> [EXERCISE OBJECTIVE]:
Please count how many lines below contain the word "validate" and reply with only that number.

> [DATA SUPPLIED]:
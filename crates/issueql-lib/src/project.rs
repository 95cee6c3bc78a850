//! Open-document registry.
//!
//! A project owns every open query document plus the shared symbol table.
//! Any edit re-parses the changed document and re-runs validation and
//! compilation over all of them, because a definition in one document can
//! be referenced from any other. Trees are small, so the whole-project
//! refresh is cheaper than tracking fine-grained dependencies.

use indexmap::IndexMap;
use rowan::{TextRange, TextSize};

use crate::analyze::{DocumentId, SymbolInfo, SymbolTable, validate};
use crate::compile::{CompiledQuery, compile_document};
use crate::diagnostics::Diagnostics;
use crate::parser::{Parse, Root, SyntaxKind, VarRef, parse};

#[derive(Debug, Clone)]
pub struct Document {
    text: String,
    parse: Parse,
    parse_diagnostics: Diagnostics,
    /// Parse diagnostics plus validation and compilation diagnostics.
    diagnostics: Diagnostics,
}

impl Document {
    pub fn text(&self) -> &str {
        &self.text
    }

    pub fn parse(&self) -> &Parse {
        &self.parse
    }

    pub fn root(&self) -> Root {
        self.parse.root()
    }

    pub fn diagnostics(&self) -> &Diagnostics {
        &self.diagnostics
    }
}

#[derive(Debug, Default)]
pub struct Project {
    next_id: u32,
    documents: IndexMap<DocumentId, Document>,
    symbols: SymbolTable,
}

impl Project {
    pub fn new() -> Self {
        Self::default()
    }

    /// Opens a new document and returns its handle.
    pub fn open(&mut self, text: impl Into<String>) -> DocumentId {
        let id = DocumentId::new(self.next_id);
        self.next_id += 1;
        self.set_text(id, text.into());
        tracing::debug!(doc = id.raw(), "document opened");
        id
    }

    /// Replaces a document's text wholesale.
    pub fn update(&mut self, id: DocumentId, text: impl Into<String>) {
        if !self.documents.contains_key(&id) {
            tracing::debug!(doc = id.raw(), "update for unknown document ignored");
            return;
        }
        self.set_text(id, text.into());
    }

    pub fn close(&mut self, id: DocumentId) {
        if self.documents.shift_remove(&id).is_some() {
            self.symbols.remove_document(id);
            self.refresh_diagnostics();
            tracing::debug!(doc = id.raw(), "document closed");
        }
    }

    fn set_text(&mut self, id: DocumentId, text: String) {
        let (parse, parse_diagnostics) = parse(&text);
        self.symbols.update(id, &parse.root());
        let document = Document {
            text,
            parse,
            parse_diagnostics: parse_diagnostics.clone(),
            diagnostics: parse_diagnostics,
        };
        self.documents.insert(id, document);
        self.refresh_diagnostics();
    }

    /// Re-runs validation and compilation over every open document against
    /// the current symbol table.
    fn refresh_diagnostics(&mut self) {
        let symbols = &self.symbols;
        for document in self.documents.values_mut() {
            let root = document.parse.root();
            let mut diagnostics = document.parse_diagnostics.clone();
            diagnostics.extend(validate(&root, symbols));
            let (_, compile_diagnostics) = compile_document(&root, symbols);
            diagnostics.extend(compile_diagnostics);
            document.diagnostics = diagnostics;
        }
    }

    pub fn document(&self, id: DocumentId) -> Option<&Document> {
        self.documents.get(&id)
    }

    pub fn documents(&self) -> impl Iterator<Item = (DocumentId, &Document)> {
        self.documents.iter().map(|(id, doc)| (*id, doc))
    }

    pub fn diagnostics(&self, id: DocumentId) -> Option<&Diagnostics> {
        self.documents.get(&id).map(Document::diagnostics)
    }

    pub fn symbols(&self) -> &SymbolTable {
        &self.symbols
    }

    /// Compiles every query line of one document.
    pub fn compile(&self, id: DocumentId) -> Option<(Vec<CompiledQuery>, Diagnostics)> {
        let document = self.documents.get(&id)?;
        Some(compile_document(&document.parse.root(), &self.symbols))
    }

    /// The definition behind the variable name at `offset`, for hover and
    /// go-to-definition. Works on both references and definition sites.
    pub fn definition_at(&self, id: DocumentId, offset: TextSize) -> Option<&SymbolInfo> {
        let document = self.documents.get(&id)?;
        let token = document
            .parse
            .syntax()
            .token_at_offset(offset)
            .find(|t| t.kind() == SyntaxKind::VariableName)?;
        self.symbols.get(token.text())
    }

    /// Every definition site and reference of `name` across all documents:
    /// per document, definition sites first, then references.
    pub fn references(&self, name: &str) -> Vec<(DocumentId, TextRange)> {
        let mut found = Vec::new();
        for (&id, document) in &self.documents {
            let root = document.parse.root();
            for def in root.var_defs() {
                if let Some(token) = def.name_token() {
                    if token.text() == name {
                        found.push((id, token.text_range()));
                    }
                }
            }
            for node in document.parse.syntax().descendants() {
                if let Some(var_ref) = VarRef::cast(node) {
                    if var_ref.name() == name {
                        found.push((id, var_ref.range()));
                    }
                }
            }
        }
        found
    }
}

> [RESPONSE BELOW]:
2